REQUIRED ACTION
Copy out every line in the entries below that includes "selection".

EXERCISE MATERIALS

○ ○ ○ ○ ○

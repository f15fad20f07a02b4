//! Convenience helpers for common entities and relations.
//!
//! Higher-level shortcuts over [`Graph`] for building event and contract
//! graphs by hand and for picking a search start node.

use crate::config::SearchConfig;
use crate::graph::{Direction, Graph, NodeId};
use crate::reasoning::resolve_targets;

/// Add an entity node to the graph.
///
/// # Arguments
///
/// * `graph` - The graph to add the entity to
/// * `id` - Entity identifier (e.g., "Supplier_A")
/// * `entity_type` - Type tag (e.g., "Company", "Risk")
pub fn add_entity(graph: &mut Graph, id: &str, entity_type: &str) -> NodeId {
    graph.add_node(id, entity_type);
    id.to_string()
}

/// Add a relation between two entities, creating or retyping both.
///
/// # Arguments
///
/// * `graph` - The graph
/// * `source` - `(id, type)` of the source entity
/// * `relation` - Relation type (e.g., "disrupts")
/// * `target` - `(id, type)` of the target entity
pub fn add_typed_relation(
    graph: &mut Graph,
    source: (&str, &str),
    relation: &str,
    target: (&str, &str),
) {
    graph.add_node(source.0, source.1);
    graph.add_node(target.0, target.1);
    graph.add_edge(source.0, target.0, relation);
}

/// Get neighbors of `id` connected through edges of type `relation`.
///
/// `Direction::Outgoing` follows `id -> n`, `Direction::Incoming` follows
/// `n -> id`, `Direction::Both` accepts either.
pub fn related_by(graph: &Graph, id: &str, relation: &str, direction: Direction) -> Vec<NodeId> {
    graph
        .neighbors(id, direction)
        .into_iter()
        .filter(|n| {
            let forward = matches!(direction, Direction::Outgoing | Direction::Both)
                && graph.edge(id, n).is_some_and(|e| e.edge_type == relation);
            let backward = matches!(direction, Direction::Incoming | Direction::Both)
                && graph.edge(n, id).is_some_and(|e| e.edge_type == relation);
            forward || backward
        })
        .map(str::to_string)
        .collect()
}

/// All nodes without incoming edges, in graph order.
pub fn root_causes(graph: &Graph) -> Vec<NodeId> {
    graph.query().roots().execute()
}

/// Pick the start node of a news graph.
///
/// The first node with no incoming edge is taken as the root cause; a graph
/// where every node has a predecessor falls back to its first node. Returns
/// `None` for an empty graph.
pub fn news_root_cause(graph: &Graph) -> Option<NodeId> {
    root_causes(graph)
        .into_iter()
        .next()
        .or_else(|| graph.node_ids().next().map(str::to_string))
}

/// Nodes a search over `graph` would accept as targets under `config`.
///
/// Follows the same primary/fallback selection as the search itself.
pub fn target_nodes(graph: &Graph, config: &SearchConfig) -> Vec<NodeId> {
    match resolve_targets(graph, config) {
        Some(selection) => graph.query().node_types(selection.types(config)).execute(),
        None => Vec::new(),
    }
}
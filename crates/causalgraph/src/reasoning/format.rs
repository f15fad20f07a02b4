//! Path rendering.
//!
//! The search ignores edge direction, so each hop is resolved against the
//! composite graph to show whether it follows or opposes the stored edge.

use crate::graph::Graph;
use serde::{Deserialize, Serialize};

/// How a hop relates to the stored edge direction.
#[derive(Debug, Clone, Copy, PartialEq, Eq, Serialize, Deserialize)]
pub enum HopDirection {
    /// Edge `from -> to` exists
    Forward,
    /// Only edge `to -> from` exists
    Backward,
    /// No edge between the two nodes
    Unknown,
}

/// One step of a rendered chain.
#[derive(Debug, Clone, PartialEq, Eq, Serialize, Deserialize)]
pub struct Hop {
    /// Node the hop leaves
    pub from: String,
    /// Node the hop reaches
    pub to: String,
    /// Direction relative to the stored edge
    pub direction: HopDirection,
    /// Relation type, `None` when `direction` is `Unknown`
    pub relation: Option<String>,
}

impl Hop {
    /// Render the connector between `from` and `to`.
    fn connector(&self) -> String {
        match (self.direction, self.relation.as_deref()) {
            (HopDirection::Forward, Some(rel)) => format!("--({rel})-->"),
            (HopDirection::Backward, Some(rel)) => format!("<--({rel})--"),
            _ => "--(?)--".to_string(),
        }
    }
}

/// Resolve each consecutive pair of `path` against `graph`.
///
/// A forward edge is preferred when edges exist in both directions.
pub fn resolve_hops<S: AsRef<str>>(path: &[S], graph: &Graph) -> Vec<Hop> {
    path.windows(2)
        .map(|pair| {
            let (from, to) = (pair[0].as_ref(), pair[1].as_ref());
            let (direction, relation) = if let Some(edge) = graph.edge(from, to) {
                (HopDirection::Forward, Some(edge.edge_type.clone()))
            } else if let Some(edge) = graph.edge(to, from) {
                (HopDirection::Backward, Some(edge.edge_type.clone()))
            } else {
                (HopDirection::Unknown, None)
            };
            Hop {
                from: from.to_string(),
                to: to.to_string(),
                direction,
                relation,
            }
        })
        .collect()
}

/// Render a path as an annotated chain.
///
/// `Storm_Z --(hits)--> Region_Y <--(located_in)-- Factory_F`
///
/// An empty path renders as an empty string, a single node as its ID.
pub fn format_chain<S: AsRef<str>>(path: &[S], graph: &Graph) -> String {
    let Some(first) = path.first() else {
        return String::new();
    };

    let mut output = first.as_ref().to_string();
    for hop in resolve_hops(path, graph) {
        output.push(' ');
        output.push_str(&hop.connector());
        output.push(' ');
        output.push_str(&hop.to);
    }
    output
}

○ ○ ○ ○ ○

YOUR SOLUTION
/// Follows the same primary/fallback selection as the search itself.
        Some(selection) => graph.query().node_types(selection.types(config)).execute(),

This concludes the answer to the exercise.